Dataset entries:
------------------------------------------------------------

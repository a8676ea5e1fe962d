//! Directory scaffolding for the Slashbot home and workspace directories.
//!
//! Two key directory structures:
//!
//! - [`SlashbotHome`]: global state at `~/.slashbot/` (or `$SLASHBOT_HOME`).
//!   Holds the user config, the credential store, and per-agent session
//!   metadata.
//!
//! - [`WorkspaceDir`]: per-project directory at `<project>/.slashbot/`.
//!   Holds committable project config and filesystem hooks.
//!
//! # Layout
//!
//! ```text
//! ~/.slashbot/                    (SlashbotHome)
//! ├── config.json                   (user-level runtime config)
//! ├── credentials.json              (multi-agent auth profiles)
//! └── agents/<agent>/
//!     ├── agent/auth-profiles.json  (legacy profile file, read-only)
//!     └── sessions/<session>.json   (session metadata)
//!
//! <project>/.slashbot/            (WorkspaceDir)
//! ├── config.json                   (workspace config overlay)
//! └── hooks/<event>.<name>.sh       (filesystem hooks)
//! ```

use std::io;
use std::path::{Path, PathBuf};

/// Global Slashbot home directory (`~/.slashbot/` or `$SLASHBOT_HOME`).
#[derive(Debug, Clone)]
pub struct SlashbotHome {
    root: PathBuf,
}

impl SlashbotHome {
    /// Resolve the home directory.
    ///
    /// Checks `$SLASHBOT_HOME` first, then falls back to `$HOME/.slashbot/`.
    ///
    /// # Errors
    ///
    /// Returns an error if `$SLASHBOT_HOME` is relative, or if neither
    /// `$SLASHBOT_HOME` nor `$HOME` is set.
    pub fn resolve() -> io::Result<Self> {
        if let Ok(custom) = std::env::var("SLASHBOT_HOME") {
            let p = PathBuf::from(&custom);
            if !p.is_absolute() {
                return Err(io::Error::new(
                    io::ErrorKind::InvalidInput,
                    "SLASHBOT_HOME must be an absolute path",
                ));
            }
            return Ok(Self { root: p });
        }
        let home = std::env::var("HOME").map_err(|_| {
            io::Error::new(
                io::ErrorKind::NotFound,
                "neither SLASHBOT_HOME nor HOME environment variable is set",
            )
        })?;
        Ok(Self {
            root: PathBuf::from(home).join(".slashbot"),
        })
    }

    /// Use an explicit root (tests, `--home` override).
    #[must_use]
    pub fn at(root: impl Into<PathBuf>) -> Self {
        Self { root: root.into() }
    }

    /// Root directory.
    #[must_use]
    pub fn root(&self) -> &Path {
        &self.root
    }

    /// `config.json` path.
    #[must_use]
    pub fn config_file(&self) -> PathBuf {
        self.root.join("config.json")
    }

    /// `credentials.json` path.
    #[must_use]
    pub fn credentials_file(&self) -> PathBuf {
        self.root.join("credentials.json")
    }

    /// Directory for one agent's state.
    #[must_use]
    pub fn agent_dir(&self, agent_id: &str) -> PathBuf {
        self.root.join("agents").join(agent_id)
    }

    /// Legacy per-agent profile file (read-only compatibility path).
    #[must_use]
    pub fn legacy_profiles_file(&self, agent_id: &str) -> PathBuf {
        self.agent_dir(agent_id).join("agent").join("auth-profiles.json")
    }

    /// Directory holding one agent's session metadata files.
    #[must_use]
    pub fn sessions_dir(&self, agent_id: &str) -> PathBuf {
        self.agent_dir(agent_id).join("sessions")
    }

    /// Metadata file for one session.
    #[must_use]
    pub fn session_file(&self, agent_id: &str, session_id: &str) -> PathBuf {
        self.sessions_dir(agent_id).join(format!("{session_id}.json"))
    }

    /// Lock file guarding `(agent, provider)` credential writes.
    #[must_use]
    pub fn credentials_lock_file(&self, agent_id: &str, provider_id: &str) -> PathBuf {
        self.root
            .join(format!("credentials.{agent_id}.{provider_id}.lock"))
    }

    /// Create the root directory if it does not exist.
    ///
    /// # Errors
    ///
    /// Returns an error if the directory cannot be created.
    pub fn ensure(&self) -> io::Result<()> {
        std::fs::create_dir_all(&self.root)
    }
}

/// Per-project directory at `<project>/.slashbot/`.
#[derive(Debug, Clone)]
pub struct WorkspaceDir {
    root: PathBuf,
}

impl WorkspaceDir {
    /// Wrap a workspace root (the project directory, not `.slashbot` itself).
    #[must_use]
    pub fn new(workspace_root: impl Into<PathBuf>) -> Self {
        Self {
            root: workspace_root.into(),
        }
    }

    /// The workspace root directory.
    #[must_use]
    pub fn root(&self) -> &Path {
        &self.root
    }

    /// The `.slashbot` directory inside the workspace.
    #[must_use]
    pub fn dot_dir(&self) -> PathBuf {
        self.root.join(".slashbot")
    }

    /// Workspace config overlay path.
    #[must_use]
    pub fn config_file(&self) -> PathBuf {
        self.dot_dir().join("config.json")
    }

    /// Filesystem hooks directory.
    #[must_use]
    pub fn hooks_dir(&self) -> PathBuf {
        self.dot_dir().join("hooks")
    }
}

#[cfg(test)]
mod tests {
    use super::*;

    #[test]
    fn home_layout_paths() {
        let home = SlashbotHome::at("/tmp/sb-test");
        assert_eq!(home.config_file(), PathBuf::from("/tmp/sb-test/config.json"));
        assert_eq!(
            home.session_file("main", "abc"),
            PathBuf::from("/tmp/sb-test/agents/main/sessions/abc.json")
        );
        assert_eq!(
            home.legacy_profiles_file("main"),
            PathBuf::from("/tmp/sb-test/agents/main/agent/auth-profiles.json")
        );
        assert_eq!(
            home.credentials_lock_file("main", "anthropic"),
            PathBuf::from("/tmp/sb-test/credentials.main.anthropic.lock")
        );
    }

    #[test]
    fn workspace_layout_paths() {
        let ws = WorkspaceDir::new("/work/project");
        assert_eq!(
            ws.hooks_dir(),
            PathBuf::from("/work/project/.slashbot/hooks")
        );
        assert_eq!(
            ws.config_file(),
            PathBuf::from("/work/project/.slashbot/config.json")
        );
    }
}
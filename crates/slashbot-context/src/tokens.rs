//! Token estimation.
//!
//! Estimates are deliberately cheap: `ceil(chars / 4) + 4` per message,
//! the `+ 4` covering role and framing overhead.

use slashbot_core::AgentMessage;

use crate::config::ContextPipelineConfig;

/// Floor on the token budget regardless of configuration.
const MIN_BUDGET: usize = 1_000;

/// Estimated tokens for one message.
#[must_use]
pub fn estimate_message_tokens(message: &AgentMessage) -> usize {
    estimate_text_tokens(message.content_len())
}

/// Estimated tokens for a character count.
#[must_use]
pub(crate) fn estimate_text_tokens(chars: usize) -> usize {
    chars.div_ceil(4) + 4
}

/// Estimated tokens for a whole conversation.
#[must_use]
pub fn estimate_total_tokens(messages: &[AgentMessage]) -> usize {
    messages.iter().map(estimate_message_tokens).sum()
}

/// The token budget for prepared input:
/// `max(1000, context_limit − reserve_tokens)`.
#[must_use]
pub fn token_budget(config: &ContextPipelineConfig) -> usize {
    config
        .context_limit
        .saturating_sub(config.reserve_tokens)
        .max(MIN_BUDGET)
}

#[cfg(test)]
mod tests {
    use super::*;

    fn config(context_limit: usize, reserve_tokens: usize) -> ContextPipelineConfig {
        ContextPipelineConfig {
            context_limit,
            reserve_tokens,
            tool_result_max_context_share: 0.3,
            tool_result_hard_max: 30_000,
            tool_result_min_keep: 2_000,
            soft_trim_threshold: 0.7,
            hard_clear_threshold: 0.9,
            soft_trim_min_chars: 1_500,
            soft_trim_keep_chars: 500,
            protected_recent_messages: 3,
            max_history_turns: 0,
            provider_id: None,
        }
    }

    #[test]
    fn token_estimate_rounds_up_and_adds_overhead() {
        assert_eq!(estimate_text_tokens(0), 4);
        assert_eq!(estimate_text_tokens(1), 5);
        assert_eq!(estimate_text_tokens(4), 5);
        assert_eq!(estimate_text_tokens(5), 6);
    }

    #[test]
    fn budget_is_floored() {
        assert_eq!(token_budget(&config(10_000, 2_000)), 8_000);
        assert_eq!(token_budget(&config(1_200, 1_000)), 1_000);
        assert_eq!(token_budget(&config(500, 2_000)), 1_000);
    }
}
//! Operation context.
//!
//! Every high-level kernel operation (tool call, command, RPC handler)
//! carries one of these. The cancellation token is cooperative: tools and
//! hook handlers should observe it, the kernel never forcibly interrupts
//! beyond its own timeouts.

use tokio_util::sync::CancellationToken;

/// Context for one kernel operation.
#[derive(Debug, Clone, Default)]
pub struct OpCtx {
    /// Session the operation belongs to, if any.
    pub session_id: Option<String>,
    /// Agent the operation belongs to, if any.
    pub agent_id: Option<String>,
    /// Cooperative cancellation handle.
    pub cancel: CancellationToken,
}

impl OpCtx {
    /// Context with no session scoping.
    #[must_use]
    pub fn detached() -> Self {
        Self::default()
    }

    /// Context scoped to a session and agent.
    pub fn for_session(session_id: impl Into<String>, agent_id: impl Into<String>) -> Self {
        Self {
            session_id: Some(session_id.into()),
            agent_id: Some(agent_id.into()),
            cancel: CancellationToken::new(),
        }
    }

    /// Whether the operation was cancelled.
    #[must_use]
    pub fn is_cancelled(&self) -> bool {
        self.cancel.is_cancelled()
    }
}
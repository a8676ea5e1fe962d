//! The credential store.
//!
//! Layout: a multi-agent document at `~/.slashbot/credentials.json`, with
//! optional read-only overlays in the cwd and workspace `.slashbot`
//! directories, plus a legacy per-agent file kept for backward
//! compatibility. Writes go only to the user-global file, via temp-file +
//! rename. Read-modify-write cycles (token refresh) must run inside
//! [`CredentialStore::with_profile_lock`].

use std::collections::BTreeMap;
use std::collections::HashSet;
use std::path::{Path, PathBuf};
use std::time::Duration;

use serde::{Deserialize, Serialize};
use tokio::time::Instant;
use tracing::{debug, warn};

use slashbot_config::fs::write_json_atomic;
use slashbot_core::{SlashbotHome, WorkspaceDir};

use crate::error::{AuthError, AuthResult};
use crate::profile::AuthProfile;

/// Lock polling interval.
const LOCK_POLL_INTERVAL: Duration = Duration::from_millis(100);
/// Lock acquisition deadline.
const LOCK_DEADLINE: Duration = Duration::from_secs(5);
/// Current credential document version.
const CREDENTIALS_VERSION: u32 = 1;

/// The on-disk multi-agent credential document.
#[derive(Debug, Clone, Serialize, Deserialize)]
struct CredentialsDoc {
    version: u32,
    #[serde(default)]
    agents: BTreeMap<String, AgentProfiles>,
}

impl Default for CredentialsDoc {
    fn default() -> Self {
        Self {
            version: CREDENTIALS_VERSION,
            agents: BTreeMap::new(),
        }
    }
}

#[derive(Debug, Clone, Default, Serialize, Deserialize)]
struct AgentProfiles {
    #[serde(default)]
    profiles: Vec<AuthProfile>,
}

/// Legacy per-agent file: `agents/<agent>/agent/auth-profiles.json`.
#[derive(Debug, Clone, Default, Deserialize)]
struct LegacyProfilesFile {
    #[serde(default)]
    profiles: Vec<AuthProfile>,
}

/// Persistent store for auth profiles.
#[derive(Debug, Clone)]
pub struct CredentialStore {
    home: SlashbotHome,
    cwd_overlay: Option<PathBuf>,
    workspace_overlay: Option<PathBuf>,
}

------------------------------------------------------------

Identify the lines in the records above that contain the word "AgentProfiles", then state how many there are and nothing more.

2